The baseline solution precision is closely related to the station location and density, the shape of the network, and the local atmospheric environment. Different baseline search strategies can be adapted to specific situations. For example, baseline solutions at low latitudes, equatorial and polar regions are usually affected more heavily by ionospheric effects [
28,
29], especially during a solar maximum period. Thus, more consideration should be given to making the baselines shorter during such periods.

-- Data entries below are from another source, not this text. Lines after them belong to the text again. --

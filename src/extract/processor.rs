//! Per-line state machine: find, replace, resolve, apply.

use std::collections::{BTreeMap, BTreeSet};

use tracing::debug;

use super::{
    document::Document,
    finder::TextFinder,
    line::split_indentation,
    replacer::{KeyRegistry, LineRecord, TextReplacer},
    resolver::{Candidate, Decision, resolve_action},
    traits::{ExclusionSink, Prompter},
};
use crate::error::ExtractError;

/// Line number to record, in processing order.
pub type CatalogMap = BTreeMap<usize, LineRecord>;

/// Result of processing one line.
#[derive(Debug, Clone, Copy, PartialEq, Eq)]
pub enum LineOutcome {
    /// Keep going. `proposed` tells whether a replacement was offered, not
    /// whether it was applied.
    Continue { proposed: bool },
    /// Stop analysing; the rest of the document is copied unchanged.
    Abort,
}

#[derive(Debug, Clone, Default)]
pub struct ExtractOptions {
    /// Ask the prompter about every proposal instead of accepting it.
    pub interactive: bool,
    /// Lines never proposed for replacement (previously tagged).
    pub skip_lines: BTreeSet<usize>,
}

#[derive(Debug, Clone, Copy, Default, PartialEq, Eq)]
pub struct LineStats {
    pub proposed: usize,
    pub replaced: usize,
    pub declined: usize,
    pub tagged: usize,
}

pub struct LineProcessor<'a, P: ?Sized, E: ?Sized> {
    document: &'a Document,
    finder: &'a TextFinder,
    options: &'a ExtractOptions,
    prompter: &'a mut P,
    exclusions: &'a mut E,
    keys: KeyRegistry,
    body: Vec<String>,
    catalog: CatalogMap,
    stats: LineStats,
}

impl<'a, P, E> LineProcessor<'a, P, E>
where
    P: Prompter + ?Sized,
    E: ExclusionSink + ?Sized,
{
    pub fn new(
        document: &'a Document,
        finder: &'a TextFinder,
        options: &'a ExtractOptions,
        keys: KeyRegistry,
        prompter: &'a mut P,
        exclusions: &'a mut E,
    ) -> Self {
        Self {
            document,
            finder,
            options,
            prompter,
            exclusions,
            keys,
            body: Vec::with_capacity(document.lines.len()),
            catalog: CatalogMap::new(),
            stats: LineStats::default(),
        }
    }

    pub fn process_line(&mut self, raw: &str, line_no: usize) -> Result<LineOutcome, ExtractError> {
        let raw = raw.trim_end_matches(['\n', '\r']);
        let (whitespace, content) = split_indentation(raw);
        let path = &self.document.path;

        let meta = self
            .document
            .metadata
            .get(&line_no)
            .ok_or_else(|| ExtractError::NotDefinedLineType {
                path: path.clone(),
                line: line_no,
            })?;

        let found = if self.options.skip_lines.contains(&line_no) {
            None
        } else {
            self.finder.find(content, meta)
        };
        let candidate =
            found.map(|m| TextReplacer::replace(&m, content, line_no, path, &self.keys));
        let proposed = candidate.is_some();

        let decision = resolve_action(
            candidate.as_ref().map(|replacement| Candidate {
                original: content,
                replacement: &replacement.modified_line,
            }),
            self.options.interactive,
            &mut *self.prompter,
        );
        debug!(
            path = %path.display(),
            line = line_no,
            role = %meta.role,
            %decision,
            "processed line"
        );

        if proposed {
            self.stats.proposed += 1;
        }

        match (decision, candidate) {
            (Decision::Next, _) => return Ok(LineOutcome::Abort),
            (Decision::Tag, _) => {
                self.exclusions
                    .record(path, line_no)
                    .map_err(|source| ExtractError::io(path, source))?;
                self.stats.tagged += 1;
                self.body.push(raw.to_string());
            }
            (Decision::Replace, Some(replacement)) => {
                self.keys
                    .claim(&replacement.key, &replacement.original_text);
                self.body
                    .push(format!("{}{}", whitespace, replacement.modified_line));
                self.catalog
                    .insert(line_no, LineRecord::Replaced(replacement));
                self.stats.replaced += 1;
            }
            (Decision::Replace | Decision::NoReplace, _) => {
                if proposed {
                    self.stats.declined += 1;
                }
                self.catalog.insert(line_no, LineRecord::Unchanged);
                self.body.push(raw.to_string());
            }
        }

        Ok(LineOutcome::Continue { proposed })
    }

    /// Append a line verbatim, without any analysis.
    pub fn pass_through(&mut self, raw: &str) {
        self.body.push(raw.to_string());
    }

    pub fn notify_moving_to_next_file(&mut self) {
        self.prompter.moving_to_next_file();
    }

    pub fn finish(self) -> (Vec<String>, CatalogMap, KeyRegistry, LineStats) {
        (self.body, self.catalog, self.keys, self.stats)
    }
}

It should be noted that the stations selected for this experiment are globally distributed. The results of these methods may be less different in a local area network where all stations have comparable observations. For example, for a local area network [
6] or network RTK (Real-Time Kinetic) [
30,
31,
32], the different baseline selection methods are theoretically close to being equivalent, especially with a large number of observations of multiple systems [
33]. While all stations are close to each other, the number of co-viewing satellites between them is also similar. The baselines selected by different methods may differ from each other, but the total length of the baseline and the total number of satellite observations will not vary significantly.
5. Conclusions
In light of the limitations of current independent baseline selection methods, such as OBS-MAX and SHORTEST, an alternative optimized scheme named OBS-DEN is proposed for GNSS network solutions. It is characterized by maximum co-viewing satellites per unit distance. Since the SHORTEST pursues only short baselines, there is a risk of introducing low-precision baselines with small co-observations numbers; OBS-MAX aims only for more observations and will potentially introduce baselines with large tropospheric and ionospheric differences. OBS-DEN considers both shorter paths and more DD observations in an independent baseline network. It compensates for the shortcomings of SHORTEST and OBS-MAX and does not require empirical weighting. It can be a new independent baseline search strategy for baseline selection in GNSS software, e.g., Bernese.
In both the single-day and annual solutions, OBS-DEN demonstrates its ability to obtain comparable or even higher 3D accuracies. In the single-day solution, the distribution of OBS-DEN is more concentrated. The RMS is smaller than OBS-MAX and SHORTEST. In the statistical results of annual solutions, the 3D RMS of OBS-DEN has the highest probability to be less than 9.67 mm, i.e., the average 3D RMS of all the four methods, compared to other methods.
Due to the uncertainty of the error distribution, OBS-DEN would not be better than other methods in all cases. Different network types and application scenarios correspond to different optimal baseline schemes. In scenarios where the traditional methods are both limited, OBS-DEN can be considered as the preferred scheme.